Excerpted records Block Start
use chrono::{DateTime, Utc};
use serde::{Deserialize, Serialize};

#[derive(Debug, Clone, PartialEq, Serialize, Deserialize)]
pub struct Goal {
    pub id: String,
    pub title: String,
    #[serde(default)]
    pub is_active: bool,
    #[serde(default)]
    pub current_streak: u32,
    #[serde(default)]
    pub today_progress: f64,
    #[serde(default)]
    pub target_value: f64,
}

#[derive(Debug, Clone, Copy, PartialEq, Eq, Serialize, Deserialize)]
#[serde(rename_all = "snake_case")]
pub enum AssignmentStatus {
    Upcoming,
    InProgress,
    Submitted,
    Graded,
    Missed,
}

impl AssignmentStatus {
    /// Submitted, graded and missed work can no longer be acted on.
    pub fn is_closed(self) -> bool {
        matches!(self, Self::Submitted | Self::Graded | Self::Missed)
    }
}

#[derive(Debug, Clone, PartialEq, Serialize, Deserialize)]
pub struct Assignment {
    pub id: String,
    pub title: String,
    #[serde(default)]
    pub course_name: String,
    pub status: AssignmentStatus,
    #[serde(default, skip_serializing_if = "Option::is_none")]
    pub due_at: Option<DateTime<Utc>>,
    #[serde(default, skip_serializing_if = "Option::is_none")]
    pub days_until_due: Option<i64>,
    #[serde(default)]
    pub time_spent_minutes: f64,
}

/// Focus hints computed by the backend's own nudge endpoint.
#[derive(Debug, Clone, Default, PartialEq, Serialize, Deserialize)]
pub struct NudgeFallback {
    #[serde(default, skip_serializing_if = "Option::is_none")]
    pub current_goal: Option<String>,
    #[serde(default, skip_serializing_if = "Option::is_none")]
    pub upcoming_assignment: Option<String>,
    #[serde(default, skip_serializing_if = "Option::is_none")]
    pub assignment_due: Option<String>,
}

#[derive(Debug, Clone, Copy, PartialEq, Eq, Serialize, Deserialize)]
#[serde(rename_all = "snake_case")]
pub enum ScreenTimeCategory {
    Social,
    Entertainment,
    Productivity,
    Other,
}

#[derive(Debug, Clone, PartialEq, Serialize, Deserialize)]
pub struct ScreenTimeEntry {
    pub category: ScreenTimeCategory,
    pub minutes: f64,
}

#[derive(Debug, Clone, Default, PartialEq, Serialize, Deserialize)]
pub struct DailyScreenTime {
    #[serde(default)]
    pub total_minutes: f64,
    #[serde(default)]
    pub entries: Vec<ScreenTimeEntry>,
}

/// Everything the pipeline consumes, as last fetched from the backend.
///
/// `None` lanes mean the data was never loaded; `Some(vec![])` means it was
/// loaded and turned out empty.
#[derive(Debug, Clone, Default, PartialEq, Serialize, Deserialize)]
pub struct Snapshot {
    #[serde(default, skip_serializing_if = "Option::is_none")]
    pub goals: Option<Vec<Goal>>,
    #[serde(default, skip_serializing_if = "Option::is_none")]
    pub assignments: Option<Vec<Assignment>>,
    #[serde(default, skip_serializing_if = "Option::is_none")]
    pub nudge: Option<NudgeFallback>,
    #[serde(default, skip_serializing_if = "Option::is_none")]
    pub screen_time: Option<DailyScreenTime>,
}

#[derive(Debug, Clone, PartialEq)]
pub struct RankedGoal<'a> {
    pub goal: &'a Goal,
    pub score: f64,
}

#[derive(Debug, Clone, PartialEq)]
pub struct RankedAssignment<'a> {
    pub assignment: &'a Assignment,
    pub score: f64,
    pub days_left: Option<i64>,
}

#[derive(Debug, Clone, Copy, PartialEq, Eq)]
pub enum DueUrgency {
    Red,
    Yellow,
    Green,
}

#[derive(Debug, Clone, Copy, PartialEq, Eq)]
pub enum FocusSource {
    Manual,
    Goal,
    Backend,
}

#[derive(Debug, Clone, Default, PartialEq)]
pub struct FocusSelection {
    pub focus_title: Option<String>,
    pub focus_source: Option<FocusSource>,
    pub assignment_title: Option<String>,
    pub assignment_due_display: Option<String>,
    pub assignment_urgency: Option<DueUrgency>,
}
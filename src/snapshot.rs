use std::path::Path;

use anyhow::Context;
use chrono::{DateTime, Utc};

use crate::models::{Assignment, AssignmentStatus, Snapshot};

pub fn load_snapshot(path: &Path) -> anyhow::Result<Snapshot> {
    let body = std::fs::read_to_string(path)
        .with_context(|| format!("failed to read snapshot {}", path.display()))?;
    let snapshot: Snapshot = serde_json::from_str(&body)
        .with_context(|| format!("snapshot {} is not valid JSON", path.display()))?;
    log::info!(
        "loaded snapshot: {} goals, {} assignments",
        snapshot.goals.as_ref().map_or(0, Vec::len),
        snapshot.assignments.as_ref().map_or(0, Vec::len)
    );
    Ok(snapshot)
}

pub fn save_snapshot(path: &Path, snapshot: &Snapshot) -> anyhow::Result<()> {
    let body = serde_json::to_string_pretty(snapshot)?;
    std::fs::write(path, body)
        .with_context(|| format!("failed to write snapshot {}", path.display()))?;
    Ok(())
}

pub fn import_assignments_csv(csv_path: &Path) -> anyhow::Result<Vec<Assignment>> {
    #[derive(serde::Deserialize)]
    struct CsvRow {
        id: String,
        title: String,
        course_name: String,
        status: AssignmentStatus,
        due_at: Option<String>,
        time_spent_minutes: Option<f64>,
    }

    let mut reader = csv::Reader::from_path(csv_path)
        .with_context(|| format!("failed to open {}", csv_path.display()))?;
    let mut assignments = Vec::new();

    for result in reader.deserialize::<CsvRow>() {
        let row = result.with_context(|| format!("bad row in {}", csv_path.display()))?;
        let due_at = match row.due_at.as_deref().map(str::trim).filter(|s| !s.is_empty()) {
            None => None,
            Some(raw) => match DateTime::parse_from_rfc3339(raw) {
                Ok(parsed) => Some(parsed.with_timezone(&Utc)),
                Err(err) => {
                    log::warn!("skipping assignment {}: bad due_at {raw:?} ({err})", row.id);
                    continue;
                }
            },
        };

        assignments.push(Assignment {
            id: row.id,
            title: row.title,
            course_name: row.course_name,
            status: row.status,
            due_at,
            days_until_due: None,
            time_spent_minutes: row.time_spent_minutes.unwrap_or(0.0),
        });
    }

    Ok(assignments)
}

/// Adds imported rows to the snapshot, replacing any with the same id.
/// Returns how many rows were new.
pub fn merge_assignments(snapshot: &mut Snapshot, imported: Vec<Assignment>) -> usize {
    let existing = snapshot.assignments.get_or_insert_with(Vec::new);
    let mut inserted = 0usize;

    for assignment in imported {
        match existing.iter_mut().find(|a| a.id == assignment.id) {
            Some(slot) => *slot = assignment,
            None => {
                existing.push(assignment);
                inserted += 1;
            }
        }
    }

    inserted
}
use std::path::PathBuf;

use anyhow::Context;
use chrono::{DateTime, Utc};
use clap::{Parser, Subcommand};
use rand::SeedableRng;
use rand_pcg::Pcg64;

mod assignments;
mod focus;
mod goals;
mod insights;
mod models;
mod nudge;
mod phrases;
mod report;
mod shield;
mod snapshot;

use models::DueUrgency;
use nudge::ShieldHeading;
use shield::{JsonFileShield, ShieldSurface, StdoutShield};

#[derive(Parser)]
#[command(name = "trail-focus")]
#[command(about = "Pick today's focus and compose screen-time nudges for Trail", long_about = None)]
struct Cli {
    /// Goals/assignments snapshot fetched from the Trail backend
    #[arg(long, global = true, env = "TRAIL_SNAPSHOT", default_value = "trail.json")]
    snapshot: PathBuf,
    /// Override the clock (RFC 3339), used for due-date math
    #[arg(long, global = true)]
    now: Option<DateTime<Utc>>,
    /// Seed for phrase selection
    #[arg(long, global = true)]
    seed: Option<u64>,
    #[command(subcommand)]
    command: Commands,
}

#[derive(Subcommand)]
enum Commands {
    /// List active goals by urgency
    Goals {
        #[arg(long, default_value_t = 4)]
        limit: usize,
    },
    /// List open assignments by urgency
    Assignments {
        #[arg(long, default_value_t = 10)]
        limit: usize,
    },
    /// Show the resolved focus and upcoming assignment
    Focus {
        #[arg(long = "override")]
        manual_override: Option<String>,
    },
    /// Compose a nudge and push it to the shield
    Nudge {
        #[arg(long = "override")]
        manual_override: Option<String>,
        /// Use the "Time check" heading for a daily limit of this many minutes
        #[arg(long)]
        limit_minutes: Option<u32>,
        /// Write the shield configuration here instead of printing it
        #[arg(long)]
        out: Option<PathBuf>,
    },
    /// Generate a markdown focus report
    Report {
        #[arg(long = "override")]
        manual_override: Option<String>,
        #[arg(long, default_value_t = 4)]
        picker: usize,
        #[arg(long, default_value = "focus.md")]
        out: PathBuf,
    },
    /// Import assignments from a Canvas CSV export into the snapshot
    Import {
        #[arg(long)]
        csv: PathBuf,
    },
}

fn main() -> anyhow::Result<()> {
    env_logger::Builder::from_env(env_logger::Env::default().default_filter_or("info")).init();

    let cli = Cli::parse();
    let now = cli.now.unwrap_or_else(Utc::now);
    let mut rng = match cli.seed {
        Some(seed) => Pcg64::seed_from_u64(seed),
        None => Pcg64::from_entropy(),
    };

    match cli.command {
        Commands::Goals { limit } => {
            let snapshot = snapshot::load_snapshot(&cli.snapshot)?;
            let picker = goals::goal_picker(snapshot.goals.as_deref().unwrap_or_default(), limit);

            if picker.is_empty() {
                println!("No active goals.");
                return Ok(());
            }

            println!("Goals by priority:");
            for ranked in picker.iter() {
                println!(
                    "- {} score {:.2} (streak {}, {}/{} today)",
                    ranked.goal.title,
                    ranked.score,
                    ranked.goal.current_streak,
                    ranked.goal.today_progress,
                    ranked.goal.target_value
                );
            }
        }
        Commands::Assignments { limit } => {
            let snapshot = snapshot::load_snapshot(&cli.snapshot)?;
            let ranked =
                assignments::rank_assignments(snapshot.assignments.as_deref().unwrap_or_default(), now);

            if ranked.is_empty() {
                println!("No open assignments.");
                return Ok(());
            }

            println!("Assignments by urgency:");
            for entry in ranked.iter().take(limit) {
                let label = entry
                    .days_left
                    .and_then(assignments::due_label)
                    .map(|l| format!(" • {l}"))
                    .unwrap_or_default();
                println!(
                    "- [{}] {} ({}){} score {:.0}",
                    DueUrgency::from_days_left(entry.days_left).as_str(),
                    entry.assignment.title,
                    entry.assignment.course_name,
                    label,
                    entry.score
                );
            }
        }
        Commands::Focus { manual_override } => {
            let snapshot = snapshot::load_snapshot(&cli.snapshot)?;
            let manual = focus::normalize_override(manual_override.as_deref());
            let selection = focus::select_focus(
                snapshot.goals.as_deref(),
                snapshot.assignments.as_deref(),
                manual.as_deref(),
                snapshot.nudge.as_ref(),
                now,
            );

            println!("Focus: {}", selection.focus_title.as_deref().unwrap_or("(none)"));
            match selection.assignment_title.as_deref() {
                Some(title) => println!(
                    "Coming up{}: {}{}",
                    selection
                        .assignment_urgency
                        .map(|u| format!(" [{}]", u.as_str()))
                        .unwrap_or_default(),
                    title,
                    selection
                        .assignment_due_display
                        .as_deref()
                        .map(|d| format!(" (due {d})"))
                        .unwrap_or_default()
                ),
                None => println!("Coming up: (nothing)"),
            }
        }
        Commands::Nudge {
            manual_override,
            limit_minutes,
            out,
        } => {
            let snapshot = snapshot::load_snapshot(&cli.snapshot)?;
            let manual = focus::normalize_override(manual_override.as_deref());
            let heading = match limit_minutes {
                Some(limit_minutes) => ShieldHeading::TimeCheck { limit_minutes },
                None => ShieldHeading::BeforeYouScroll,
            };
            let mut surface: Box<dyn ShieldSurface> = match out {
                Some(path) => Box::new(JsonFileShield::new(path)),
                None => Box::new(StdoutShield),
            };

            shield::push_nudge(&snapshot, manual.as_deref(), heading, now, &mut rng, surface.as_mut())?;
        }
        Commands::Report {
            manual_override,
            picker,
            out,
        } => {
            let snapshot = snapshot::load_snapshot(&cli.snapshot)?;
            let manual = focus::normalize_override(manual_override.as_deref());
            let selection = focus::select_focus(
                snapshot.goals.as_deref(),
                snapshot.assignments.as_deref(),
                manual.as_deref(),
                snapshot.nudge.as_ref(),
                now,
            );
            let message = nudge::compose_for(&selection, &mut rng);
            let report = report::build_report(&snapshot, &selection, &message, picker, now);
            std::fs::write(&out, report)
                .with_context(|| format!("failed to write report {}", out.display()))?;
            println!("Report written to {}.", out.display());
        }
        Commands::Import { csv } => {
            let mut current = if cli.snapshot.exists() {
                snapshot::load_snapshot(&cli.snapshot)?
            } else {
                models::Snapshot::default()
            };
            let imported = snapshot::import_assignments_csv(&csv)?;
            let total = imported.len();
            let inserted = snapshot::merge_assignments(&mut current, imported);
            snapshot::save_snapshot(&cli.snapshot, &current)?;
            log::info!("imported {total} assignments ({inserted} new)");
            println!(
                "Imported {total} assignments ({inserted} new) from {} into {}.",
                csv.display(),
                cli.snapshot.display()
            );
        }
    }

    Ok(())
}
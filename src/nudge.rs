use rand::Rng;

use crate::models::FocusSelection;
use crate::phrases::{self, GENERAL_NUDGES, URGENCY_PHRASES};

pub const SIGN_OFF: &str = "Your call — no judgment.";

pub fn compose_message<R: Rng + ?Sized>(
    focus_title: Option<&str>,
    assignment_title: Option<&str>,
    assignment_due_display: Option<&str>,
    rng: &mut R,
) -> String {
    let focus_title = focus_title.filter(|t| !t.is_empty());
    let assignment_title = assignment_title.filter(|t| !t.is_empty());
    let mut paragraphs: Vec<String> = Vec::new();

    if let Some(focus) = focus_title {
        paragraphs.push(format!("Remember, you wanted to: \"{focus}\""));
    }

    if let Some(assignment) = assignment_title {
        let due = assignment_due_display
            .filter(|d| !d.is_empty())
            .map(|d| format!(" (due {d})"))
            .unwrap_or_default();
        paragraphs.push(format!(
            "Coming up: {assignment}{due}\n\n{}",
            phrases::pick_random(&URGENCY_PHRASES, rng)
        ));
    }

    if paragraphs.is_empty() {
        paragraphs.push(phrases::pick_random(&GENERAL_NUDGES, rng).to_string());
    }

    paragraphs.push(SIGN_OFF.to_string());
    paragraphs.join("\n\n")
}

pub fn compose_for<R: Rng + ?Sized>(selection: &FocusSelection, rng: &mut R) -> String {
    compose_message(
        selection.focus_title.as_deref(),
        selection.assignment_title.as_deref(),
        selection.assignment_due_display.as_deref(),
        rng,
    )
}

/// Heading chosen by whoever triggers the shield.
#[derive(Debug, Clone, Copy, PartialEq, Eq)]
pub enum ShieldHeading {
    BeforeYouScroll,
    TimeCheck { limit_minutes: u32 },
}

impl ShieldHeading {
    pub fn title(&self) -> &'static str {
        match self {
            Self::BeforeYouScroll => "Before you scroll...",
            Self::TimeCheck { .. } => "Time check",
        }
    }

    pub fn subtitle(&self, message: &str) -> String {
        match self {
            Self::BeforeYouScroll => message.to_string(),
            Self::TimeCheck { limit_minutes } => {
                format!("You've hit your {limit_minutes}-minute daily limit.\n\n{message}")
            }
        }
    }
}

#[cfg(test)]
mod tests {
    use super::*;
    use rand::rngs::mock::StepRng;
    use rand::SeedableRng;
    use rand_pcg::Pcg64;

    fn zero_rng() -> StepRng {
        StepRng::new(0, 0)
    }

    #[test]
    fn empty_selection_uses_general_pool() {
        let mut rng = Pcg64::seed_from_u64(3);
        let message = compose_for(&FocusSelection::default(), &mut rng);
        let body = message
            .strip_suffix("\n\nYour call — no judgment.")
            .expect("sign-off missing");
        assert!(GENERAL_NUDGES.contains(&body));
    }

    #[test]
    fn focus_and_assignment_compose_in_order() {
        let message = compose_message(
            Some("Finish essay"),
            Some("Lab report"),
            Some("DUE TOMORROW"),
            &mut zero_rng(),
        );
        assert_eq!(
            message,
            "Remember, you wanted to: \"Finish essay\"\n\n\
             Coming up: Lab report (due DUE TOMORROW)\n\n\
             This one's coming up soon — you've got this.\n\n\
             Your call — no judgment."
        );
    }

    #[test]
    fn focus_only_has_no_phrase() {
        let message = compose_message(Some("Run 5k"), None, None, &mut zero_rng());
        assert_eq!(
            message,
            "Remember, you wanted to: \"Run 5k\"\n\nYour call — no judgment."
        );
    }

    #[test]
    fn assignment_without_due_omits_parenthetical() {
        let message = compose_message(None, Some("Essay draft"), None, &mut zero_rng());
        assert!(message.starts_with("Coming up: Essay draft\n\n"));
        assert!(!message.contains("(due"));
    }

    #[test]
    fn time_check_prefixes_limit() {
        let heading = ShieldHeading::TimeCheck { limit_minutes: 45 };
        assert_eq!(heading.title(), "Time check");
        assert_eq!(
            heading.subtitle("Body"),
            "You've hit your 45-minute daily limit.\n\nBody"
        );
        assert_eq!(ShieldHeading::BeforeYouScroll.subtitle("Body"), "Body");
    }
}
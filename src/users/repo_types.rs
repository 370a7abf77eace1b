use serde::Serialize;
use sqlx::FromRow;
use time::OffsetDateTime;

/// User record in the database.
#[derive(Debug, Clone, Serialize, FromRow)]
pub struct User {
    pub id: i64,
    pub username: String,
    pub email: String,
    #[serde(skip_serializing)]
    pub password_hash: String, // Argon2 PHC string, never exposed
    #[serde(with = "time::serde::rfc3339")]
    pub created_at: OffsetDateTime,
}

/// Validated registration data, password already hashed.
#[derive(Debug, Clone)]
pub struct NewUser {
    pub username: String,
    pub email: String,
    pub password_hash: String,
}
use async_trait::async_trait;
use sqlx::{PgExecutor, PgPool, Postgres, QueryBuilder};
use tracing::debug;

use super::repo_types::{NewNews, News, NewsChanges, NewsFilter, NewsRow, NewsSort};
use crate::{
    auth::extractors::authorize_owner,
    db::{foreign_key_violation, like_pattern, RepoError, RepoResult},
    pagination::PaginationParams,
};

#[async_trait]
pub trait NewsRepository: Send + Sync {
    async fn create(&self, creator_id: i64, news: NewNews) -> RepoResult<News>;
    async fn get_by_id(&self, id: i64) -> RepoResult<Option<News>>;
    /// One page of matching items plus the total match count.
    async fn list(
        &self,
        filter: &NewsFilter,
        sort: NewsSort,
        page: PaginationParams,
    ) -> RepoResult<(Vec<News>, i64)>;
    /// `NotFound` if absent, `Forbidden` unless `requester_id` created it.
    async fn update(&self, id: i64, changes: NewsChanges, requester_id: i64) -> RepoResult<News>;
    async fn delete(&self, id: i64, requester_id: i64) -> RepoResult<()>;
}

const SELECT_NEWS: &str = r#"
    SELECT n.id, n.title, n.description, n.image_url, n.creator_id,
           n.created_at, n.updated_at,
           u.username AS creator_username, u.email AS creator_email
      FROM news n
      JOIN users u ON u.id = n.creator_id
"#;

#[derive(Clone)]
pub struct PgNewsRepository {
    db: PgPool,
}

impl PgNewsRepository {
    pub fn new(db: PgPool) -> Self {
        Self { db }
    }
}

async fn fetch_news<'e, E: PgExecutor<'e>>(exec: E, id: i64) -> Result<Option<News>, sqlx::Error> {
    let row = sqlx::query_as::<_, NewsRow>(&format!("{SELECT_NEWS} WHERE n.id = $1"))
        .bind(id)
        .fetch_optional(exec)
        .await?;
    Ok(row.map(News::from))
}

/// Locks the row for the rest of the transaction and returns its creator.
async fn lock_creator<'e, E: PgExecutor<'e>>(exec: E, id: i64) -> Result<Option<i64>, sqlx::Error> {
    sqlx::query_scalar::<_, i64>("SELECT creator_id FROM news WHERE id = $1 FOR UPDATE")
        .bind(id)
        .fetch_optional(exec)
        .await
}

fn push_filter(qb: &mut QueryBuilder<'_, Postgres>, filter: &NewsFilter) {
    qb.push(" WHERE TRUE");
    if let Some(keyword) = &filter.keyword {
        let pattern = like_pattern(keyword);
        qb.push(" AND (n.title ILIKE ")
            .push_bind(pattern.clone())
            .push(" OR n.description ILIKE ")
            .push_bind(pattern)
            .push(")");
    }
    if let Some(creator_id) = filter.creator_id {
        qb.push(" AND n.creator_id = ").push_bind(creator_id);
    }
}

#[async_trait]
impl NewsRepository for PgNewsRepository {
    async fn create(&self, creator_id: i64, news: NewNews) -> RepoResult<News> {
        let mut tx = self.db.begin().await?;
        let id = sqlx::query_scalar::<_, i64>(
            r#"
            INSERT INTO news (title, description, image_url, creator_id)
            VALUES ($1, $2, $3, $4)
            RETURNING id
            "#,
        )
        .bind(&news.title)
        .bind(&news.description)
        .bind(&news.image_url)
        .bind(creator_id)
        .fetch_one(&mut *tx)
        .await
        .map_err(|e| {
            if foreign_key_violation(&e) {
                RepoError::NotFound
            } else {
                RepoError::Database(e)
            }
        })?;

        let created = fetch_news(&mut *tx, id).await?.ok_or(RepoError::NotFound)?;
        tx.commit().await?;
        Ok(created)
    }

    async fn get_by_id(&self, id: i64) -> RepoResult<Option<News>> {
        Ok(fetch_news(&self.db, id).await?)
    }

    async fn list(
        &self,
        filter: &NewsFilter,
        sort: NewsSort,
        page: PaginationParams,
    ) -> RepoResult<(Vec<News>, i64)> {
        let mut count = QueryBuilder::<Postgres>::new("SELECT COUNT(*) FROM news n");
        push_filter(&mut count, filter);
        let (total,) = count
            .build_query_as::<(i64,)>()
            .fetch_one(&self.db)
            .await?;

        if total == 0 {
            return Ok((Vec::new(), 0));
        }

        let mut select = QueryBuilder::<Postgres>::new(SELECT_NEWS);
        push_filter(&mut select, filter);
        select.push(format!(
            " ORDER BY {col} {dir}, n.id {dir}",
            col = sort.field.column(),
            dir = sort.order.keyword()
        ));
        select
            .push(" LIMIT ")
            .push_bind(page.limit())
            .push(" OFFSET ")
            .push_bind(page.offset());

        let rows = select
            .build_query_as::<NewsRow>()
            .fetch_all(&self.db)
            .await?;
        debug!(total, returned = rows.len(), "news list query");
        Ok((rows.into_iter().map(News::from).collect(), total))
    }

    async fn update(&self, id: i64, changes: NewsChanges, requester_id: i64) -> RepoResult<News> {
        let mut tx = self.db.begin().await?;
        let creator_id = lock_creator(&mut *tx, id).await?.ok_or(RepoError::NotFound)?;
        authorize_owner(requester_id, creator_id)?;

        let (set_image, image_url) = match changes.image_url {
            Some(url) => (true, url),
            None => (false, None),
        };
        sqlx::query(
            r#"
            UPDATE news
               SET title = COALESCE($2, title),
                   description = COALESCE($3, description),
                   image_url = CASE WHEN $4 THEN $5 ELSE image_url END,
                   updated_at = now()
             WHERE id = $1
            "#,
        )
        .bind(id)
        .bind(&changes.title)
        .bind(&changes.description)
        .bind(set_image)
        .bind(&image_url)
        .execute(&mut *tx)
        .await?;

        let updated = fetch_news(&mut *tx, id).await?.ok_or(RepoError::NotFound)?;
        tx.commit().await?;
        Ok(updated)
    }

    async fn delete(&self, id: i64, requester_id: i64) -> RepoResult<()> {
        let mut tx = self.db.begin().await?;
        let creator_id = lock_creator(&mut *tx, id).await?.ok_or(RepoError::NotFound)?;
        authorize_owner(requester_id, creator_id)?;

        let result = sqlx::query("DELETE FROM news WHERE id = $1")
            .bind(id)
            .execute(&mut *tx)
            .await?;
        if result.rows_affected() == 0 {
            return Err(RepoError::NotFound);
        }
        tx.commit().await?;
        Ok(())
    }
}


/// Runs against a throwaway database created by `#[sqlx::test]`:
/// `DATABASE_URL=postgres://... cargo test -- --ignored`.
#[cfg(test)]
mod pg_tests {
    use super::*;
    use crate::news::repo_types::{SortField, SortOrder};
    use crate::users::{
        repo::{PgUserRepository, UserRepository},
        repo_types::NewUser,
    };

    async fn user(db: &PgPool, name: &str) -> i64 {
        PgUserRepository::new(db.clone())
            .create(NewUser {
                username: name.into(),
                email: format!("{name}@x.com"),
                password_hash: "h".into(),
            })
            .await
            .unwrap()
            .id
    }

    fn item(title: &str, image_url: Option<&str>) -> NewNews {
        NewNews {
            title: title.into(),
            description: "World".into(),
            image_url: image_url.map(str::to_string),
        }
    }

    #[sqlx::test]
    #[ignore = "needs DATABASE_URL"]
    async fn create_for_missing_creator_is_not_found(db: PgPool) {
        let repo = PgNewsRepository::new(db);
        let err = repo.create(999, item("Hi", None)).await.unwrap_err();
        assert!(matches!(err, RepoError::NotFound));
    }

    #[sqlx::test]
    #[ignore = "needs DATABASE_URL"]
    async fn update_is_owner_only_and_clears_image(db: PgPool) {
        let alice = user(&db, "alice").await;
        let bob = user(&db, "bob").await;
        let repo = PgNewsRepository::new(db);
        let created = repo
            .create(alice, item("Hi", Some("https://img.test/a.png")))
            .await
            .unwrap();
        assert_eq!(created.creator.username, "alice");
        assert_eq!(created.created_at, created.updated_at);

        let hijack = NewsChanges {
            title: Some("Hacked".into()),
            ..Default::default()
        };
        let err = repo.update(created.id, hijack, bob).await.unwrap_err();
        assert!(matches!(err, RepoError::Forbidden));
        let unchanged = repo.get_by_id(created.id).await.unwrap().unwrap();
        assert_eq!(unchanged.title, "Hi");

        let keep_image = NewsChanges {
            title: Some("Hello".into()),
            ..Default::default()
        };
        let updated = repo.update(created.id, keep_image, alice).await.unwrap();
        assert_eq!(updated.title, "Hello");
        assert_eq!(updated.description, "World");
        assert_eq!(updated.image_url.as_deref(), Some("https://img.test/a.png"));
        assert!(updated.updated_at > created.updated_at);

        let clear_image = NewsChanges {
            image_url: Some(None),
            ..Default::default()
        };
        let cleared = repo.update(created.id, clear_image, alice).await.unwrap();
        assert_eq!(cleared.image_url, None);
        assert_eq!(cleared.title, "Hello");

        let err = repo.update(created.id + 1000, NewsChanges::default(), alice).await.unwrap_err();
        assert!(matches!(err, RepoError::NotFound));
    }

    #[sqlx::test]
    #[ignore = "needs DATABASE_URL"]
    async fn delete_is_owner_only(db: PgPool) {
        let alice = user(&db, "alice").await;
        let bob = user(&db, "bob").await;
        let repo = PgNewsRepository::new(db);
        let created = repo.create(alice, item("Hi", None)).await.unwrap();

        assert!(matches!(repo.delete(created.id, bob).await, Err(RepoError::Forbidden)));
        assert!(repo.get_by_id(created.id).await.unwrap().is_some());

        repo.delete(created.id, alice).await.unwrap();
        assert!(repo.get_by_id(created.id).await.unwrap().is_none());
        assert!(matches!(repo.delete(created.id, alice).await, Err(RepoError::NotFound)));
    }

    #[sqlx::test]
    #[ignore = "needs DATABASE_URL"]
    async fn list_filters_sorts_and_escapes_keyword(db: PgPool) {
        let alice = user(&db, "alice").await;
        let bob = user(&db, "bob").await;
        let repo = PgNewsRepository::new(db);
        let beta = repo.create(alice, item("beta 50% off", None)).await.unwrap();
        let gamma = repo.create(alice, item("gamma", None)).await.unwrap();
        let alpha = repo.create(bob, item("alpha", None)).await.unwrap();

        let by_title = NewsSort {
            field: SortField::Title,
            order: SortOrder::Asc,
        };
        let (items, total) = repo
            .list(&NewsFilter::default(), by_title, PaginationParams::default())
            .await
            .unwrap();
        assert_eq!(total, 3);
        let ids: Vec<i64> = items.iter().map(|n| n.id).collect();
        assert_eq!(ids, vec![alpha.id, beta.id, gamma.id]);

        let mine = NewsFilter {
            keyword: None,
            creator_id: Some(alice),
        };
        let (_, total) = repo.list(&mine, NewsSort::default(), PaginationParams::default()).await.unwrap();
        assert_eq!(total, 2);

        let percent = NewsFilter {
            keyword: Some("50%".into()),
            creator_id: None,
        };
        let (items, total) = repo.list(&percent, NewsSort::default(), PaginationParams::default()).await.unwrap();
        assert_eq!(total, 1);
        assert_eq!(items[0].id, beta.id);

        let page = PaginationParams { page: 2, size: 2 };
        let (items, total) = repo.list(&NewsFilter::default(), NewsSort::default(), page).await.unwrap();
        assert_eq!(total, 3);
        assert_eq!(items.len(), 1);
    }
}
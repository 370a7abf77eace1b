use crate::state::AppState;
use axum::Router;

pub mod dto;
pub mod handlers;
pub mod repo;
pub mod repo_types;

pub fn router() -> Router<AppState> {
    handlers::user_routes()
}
Excerpted records Block End
Search the entries for "score" and show every line that has it.

    pub score: f64,
    pub score: f64,
                    "- {} score {:.2} (streak {}, {}/{} today)",
                    ranked.score,
                    "- [{}] {} ({}){} score {:.0}",
                    entry.score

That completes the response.